[GIVEN RECORDS Boundary: Start]
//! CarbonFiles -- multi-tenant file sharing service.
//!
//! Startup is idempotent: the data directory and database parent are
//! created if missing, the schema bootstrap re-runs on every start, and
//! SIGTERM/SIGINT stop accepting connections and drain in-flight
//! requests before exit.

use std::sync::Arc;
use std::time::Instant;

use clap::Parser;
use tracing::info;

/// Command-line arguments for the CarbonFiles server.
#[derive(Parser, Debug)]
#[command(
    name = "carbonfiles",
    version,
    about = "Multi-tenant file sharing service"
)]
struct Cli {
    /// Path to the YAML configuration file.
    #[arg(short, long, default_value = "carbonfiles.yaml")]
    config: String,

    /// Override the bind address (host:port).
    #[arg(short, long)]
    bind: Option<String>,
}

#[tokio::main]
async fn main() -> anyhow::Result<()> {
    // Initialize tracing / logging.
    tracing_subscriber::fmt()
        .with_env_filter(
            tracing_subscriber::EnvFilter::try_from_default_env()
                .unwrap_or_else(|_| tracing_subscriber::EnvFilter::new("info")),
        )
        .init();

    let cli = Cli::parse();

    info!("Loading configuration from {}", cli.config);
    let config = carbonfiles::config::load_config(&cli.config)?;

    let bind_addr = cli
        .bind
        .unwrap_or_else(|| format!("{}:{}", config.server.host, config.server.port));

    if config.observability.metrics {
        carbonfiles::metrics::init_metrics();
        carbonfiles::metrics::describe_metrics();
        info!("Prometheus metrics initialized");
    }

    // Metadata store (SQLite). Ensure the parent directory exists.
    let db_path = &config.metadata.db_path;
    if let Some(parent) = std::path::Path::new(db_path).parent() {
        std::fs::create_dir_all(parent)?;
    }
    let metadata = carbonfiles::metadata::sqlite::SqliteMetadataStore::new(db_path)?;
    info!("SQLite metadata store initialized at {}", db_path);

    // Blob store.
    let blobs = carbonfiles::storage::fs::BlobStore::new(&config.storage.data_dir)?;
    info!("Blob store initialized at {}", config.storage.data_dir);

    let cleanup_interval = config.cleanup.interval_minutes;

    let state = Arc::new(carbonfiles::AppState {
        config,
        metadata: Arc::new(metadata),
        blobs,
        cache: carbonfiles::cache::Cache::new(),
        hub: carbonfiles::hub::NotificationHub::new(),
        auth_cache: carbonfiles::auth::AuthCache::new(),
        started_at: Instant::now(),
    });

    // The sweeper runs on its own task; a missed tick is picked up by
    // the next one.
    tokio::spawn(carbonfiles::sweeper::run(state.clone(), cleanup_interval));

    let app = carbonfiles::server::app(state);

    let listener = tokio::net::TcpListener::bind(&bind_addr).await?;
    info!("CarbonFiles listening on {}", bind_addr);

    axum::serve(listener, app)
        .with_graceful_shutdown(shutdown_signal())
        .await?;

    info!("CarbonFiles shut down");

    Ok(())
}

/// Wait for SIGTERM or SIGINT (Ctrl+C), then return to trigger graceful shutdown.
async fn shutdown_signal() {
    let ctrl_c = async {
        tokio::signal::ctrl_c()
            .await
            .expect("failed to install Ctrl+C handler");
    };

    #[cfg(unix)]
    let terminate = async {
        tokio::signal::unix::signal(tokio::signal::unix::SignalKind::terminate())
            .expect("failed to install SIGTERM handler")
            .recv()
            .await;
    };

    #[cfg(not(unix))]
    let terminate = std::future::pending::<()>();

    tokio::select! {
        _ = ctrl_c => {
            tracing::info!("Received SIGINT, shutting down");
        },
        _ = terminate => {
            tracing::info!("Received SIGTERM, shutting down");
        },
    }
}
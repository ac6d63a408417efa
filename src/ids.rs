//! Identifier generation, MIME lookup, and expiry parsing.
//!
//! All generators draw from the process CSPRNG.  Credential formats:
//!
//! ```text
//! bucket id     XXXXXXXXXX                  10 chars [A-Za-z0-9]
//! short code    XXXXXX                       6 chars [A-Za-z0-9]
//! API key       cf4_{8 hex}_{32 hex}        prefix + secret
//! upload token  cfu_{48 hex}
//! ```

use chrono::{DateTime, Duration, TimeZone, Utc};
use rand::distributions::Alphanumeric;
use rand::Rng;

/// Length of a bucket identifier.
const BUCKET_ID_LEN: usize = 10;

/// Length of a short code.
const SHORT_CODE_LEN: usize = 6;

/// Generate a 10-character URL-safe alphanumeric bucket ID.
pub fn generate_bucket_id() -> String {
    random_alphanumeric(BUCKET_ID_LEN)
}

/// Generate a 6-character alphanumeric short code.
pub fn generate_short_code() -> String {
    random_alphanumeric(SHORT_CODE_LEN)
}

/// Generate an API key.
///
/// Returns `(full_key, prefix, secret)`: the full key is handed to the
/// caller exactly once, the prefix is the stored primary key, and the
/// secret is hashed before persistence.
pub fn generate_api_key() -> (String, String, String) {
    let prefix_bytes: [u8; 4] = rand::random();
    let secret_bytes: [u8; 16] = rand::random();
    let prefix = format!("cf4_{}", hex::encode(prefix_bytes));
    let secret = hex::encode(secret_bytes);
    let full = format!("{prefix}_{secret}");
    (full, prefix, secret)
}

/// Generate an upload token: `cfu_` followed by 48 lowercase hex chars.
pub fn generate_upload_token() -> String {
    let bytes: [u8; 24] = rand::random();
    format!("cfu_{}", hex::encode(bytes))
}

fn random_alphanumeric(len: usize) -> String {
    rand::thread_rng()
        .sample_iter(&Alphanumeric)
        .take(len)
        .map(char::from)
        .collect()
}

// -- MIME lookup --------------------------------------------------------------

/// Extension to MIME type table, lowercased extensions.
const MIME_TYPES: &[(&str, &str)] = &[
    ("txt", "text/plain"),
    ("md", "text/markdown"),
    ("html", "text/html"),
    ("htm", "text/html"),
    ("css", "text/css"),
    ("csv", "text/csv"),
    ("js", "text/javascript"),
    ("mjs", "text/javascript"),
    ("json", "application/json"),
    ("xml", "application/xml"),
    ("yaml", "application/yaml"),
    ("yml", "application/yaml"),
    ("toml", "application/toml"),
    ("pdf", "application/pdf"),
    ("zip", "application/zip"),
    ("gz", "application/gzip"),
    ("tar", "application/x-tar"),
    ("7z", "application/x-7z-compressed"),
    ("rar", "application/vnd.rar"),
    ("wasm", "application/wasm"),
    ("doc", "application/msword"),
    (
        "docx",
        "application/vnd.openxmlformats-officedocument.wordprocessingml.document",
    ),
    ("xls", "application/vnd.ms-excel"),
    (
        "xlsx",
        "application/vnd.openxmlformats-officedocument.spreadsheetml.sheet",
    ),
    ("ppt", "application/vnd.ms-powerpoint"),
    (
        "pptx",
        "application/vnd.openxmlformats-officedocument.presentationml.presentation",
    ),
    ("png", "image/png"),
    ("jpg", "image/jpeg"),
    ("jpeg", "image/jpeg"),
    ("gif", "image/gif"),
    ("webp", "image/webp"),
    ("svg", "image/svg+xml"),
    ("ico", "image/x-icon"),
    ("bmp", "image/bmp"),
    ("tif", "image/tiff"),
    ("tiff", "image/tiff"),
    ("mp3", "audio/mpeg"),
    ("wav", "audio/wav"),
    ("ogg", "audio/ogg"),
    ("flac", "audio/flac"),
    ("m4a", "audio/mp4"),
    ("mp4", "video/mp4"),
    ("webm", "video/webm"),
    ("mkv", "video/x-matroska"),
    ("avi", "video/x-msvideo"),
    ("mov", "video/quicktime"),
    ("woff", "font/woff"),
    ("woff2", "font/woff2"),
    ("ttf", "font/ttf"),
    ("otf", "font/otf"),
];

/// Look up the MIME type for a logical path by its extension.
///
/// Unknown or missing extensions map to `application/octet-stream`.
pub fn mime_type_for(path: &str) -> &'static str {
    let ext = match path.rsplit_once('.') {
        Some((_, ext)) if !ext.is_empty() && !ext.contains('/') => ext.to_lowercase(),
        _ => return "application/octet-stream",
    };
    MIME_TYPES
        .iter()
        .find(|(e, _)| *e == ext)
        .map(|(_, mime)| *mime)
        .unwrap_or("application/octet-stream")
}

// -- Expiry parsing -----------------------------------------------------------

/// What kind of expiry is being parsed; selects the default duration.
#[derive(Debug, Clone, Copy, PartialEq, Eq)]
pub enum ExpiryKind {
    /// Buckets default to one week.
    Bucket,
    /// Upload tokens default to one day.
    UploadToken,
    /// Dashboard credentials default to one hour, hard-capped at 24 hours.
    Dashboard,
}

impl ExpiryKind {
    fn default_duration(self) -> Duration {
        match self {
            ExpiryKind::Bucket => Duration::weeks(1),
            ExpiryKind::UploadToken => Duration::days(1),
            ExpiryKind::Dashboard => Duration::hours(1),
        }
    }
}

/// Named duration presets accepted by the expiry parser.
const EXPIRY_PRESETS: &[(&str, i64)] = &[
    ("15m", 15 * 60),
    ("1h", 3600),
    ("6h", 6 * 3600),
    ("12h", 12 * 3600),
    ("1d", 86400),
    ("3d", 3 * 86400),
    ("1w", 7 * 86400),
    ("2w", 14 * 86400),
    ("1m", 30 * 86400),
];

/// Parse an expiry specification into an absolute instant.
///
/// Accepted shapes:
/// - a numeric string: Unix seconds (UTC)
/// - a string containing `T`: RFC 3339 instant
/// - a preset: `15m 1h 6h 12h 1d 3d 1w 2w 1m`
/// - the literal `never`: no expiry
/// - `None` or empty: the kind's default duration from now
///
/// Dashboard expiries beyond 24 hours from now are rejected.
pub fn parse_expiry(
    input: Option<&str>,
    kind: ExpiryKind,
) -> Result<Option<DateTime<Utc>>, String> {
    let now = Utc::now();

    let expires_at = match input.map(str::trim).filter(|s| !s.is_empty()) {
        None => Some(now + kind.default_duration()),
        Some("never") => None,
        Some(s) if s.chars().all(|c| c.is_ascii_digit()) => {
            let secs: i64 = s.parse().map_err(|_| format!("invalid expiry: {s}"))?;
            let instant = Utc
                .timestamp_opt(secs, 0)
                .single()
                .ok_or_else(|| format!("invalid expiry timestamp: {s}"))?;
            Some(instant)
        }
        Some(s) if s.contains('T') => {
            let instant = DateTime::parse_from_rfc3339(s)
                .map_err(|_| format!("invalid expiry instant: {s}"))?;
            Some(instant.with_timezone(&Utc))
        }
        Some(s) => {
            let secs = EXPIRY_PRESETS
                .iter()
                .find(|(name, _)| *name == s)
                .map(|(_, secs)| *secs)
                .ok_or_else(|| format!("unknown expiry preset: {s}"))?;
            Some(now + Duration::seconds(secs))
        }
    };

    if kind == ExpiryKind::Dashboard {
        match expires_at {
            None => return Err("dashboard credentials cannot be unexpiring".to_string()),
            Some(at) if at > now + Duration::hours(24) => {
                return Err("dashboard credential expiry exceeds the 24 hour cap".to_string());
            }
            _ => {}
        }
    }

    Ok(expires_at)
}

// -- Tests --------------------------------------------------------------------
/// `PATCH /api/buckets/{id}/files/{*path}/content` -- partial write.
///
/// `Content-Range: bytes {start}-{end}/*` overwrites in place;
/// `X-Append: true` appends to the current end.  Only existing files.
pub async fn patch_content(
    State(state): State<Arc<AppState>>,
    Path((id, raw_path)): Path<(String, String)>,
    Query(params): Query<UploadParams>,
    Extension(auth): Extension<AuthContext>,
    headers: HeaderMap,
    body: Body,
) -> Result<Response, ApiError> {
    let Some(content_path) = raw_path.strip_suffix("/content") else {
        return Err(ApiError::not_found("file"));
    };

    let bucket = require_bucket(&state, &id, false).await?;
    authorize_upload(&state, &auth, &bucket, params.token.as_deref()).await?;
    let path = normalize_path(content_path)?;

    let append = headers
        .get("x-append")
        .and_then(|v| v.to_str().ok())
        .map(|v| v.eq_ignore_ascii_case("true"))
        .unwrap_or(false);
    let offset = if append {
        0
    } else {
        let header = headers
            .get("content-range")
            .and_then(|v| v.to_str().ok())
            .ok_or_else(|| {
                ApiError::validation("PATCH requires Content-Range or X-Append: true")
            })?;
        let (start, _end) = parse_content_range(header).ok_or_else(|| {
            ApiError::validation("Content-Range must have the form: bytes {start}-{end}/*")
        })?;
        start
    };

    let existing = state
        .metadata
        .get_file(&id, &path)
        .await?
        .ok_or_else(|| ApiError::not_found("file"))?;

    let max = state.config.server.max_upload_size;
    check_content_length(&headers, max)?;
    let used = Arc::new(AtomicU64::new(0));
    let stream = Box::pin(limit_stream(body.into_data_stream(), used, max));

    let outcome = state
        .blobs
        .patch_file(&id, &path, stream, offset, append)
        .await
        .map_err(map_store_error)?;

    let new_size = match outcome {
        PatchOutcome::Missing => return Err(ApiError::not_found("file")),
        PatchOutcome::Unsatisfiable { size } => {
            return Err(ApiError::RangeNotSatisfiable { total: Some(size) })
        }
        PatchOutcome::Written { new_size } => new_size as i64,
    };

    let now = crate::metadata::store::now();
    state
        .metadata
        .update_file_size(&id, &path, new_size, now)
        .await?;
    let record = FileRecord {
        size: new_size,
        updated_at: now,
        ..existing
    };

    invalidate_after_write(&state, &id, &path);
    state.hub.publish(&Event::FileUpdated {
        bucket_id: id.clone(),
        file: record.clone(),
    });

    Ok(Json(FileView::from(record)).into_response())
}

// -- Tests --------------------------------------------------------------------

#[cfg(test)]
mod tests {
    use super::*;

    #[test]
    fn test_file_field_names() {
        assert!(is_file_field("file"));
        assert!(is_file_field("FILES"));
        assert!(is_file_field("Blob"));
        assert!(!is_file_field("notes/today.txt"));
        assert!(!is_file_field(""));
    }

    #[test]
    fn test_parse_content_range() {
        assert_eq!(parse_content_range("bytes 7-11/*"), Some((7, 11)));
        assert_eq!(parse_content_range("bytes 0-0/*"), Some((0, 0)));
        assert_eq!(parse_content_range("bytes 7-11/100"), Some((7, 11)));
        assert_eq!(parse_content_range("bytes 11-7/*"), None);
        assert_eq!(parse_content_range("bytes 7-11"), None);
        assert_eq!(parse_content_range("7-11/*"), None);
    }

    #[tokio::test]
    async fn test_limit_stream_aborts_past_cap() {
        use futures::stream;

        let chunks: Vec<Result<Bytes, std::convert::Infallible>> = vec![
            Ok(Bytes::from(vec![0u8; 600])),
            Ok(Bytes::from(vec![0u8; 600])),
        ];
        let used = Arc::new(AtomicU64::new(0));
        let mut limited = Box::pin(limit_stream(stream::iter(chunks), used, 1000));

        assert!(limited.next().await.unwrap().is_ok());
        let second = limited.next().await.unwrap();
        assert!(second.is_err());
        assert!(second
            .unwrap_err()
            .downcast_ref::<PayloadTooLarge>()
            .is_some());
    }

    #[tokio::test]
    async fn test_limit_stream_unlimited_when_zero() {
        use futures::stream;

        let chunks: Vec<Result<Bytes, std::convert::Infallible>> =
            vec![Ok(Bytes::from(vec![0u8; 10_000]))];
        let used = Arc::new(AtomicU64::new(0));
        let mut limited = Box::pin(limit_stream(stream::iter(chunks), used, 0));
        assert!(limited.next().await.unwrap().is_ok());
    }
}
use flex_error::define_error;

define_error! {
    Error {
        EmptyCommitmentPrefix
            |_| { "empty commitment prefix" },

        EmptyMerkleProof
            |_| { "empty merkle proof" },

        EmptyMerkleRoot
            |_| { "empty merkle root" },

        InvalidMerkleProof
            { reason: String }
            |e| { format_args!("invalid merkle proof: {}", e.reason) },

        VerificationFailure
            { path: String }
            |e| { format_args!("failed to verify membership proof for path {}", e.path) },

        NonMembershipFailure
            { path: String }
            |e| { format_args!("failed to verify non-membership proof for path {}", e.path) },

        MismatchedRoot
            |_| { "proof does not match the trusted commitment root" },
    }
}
[GIVEN RECORDS Boundary: End]
#### WHAT THIS TASK INVOLVES
The number of lines in the records that include "initialized" is what is needed, with no other words.

#### YOUR RESPONSE
3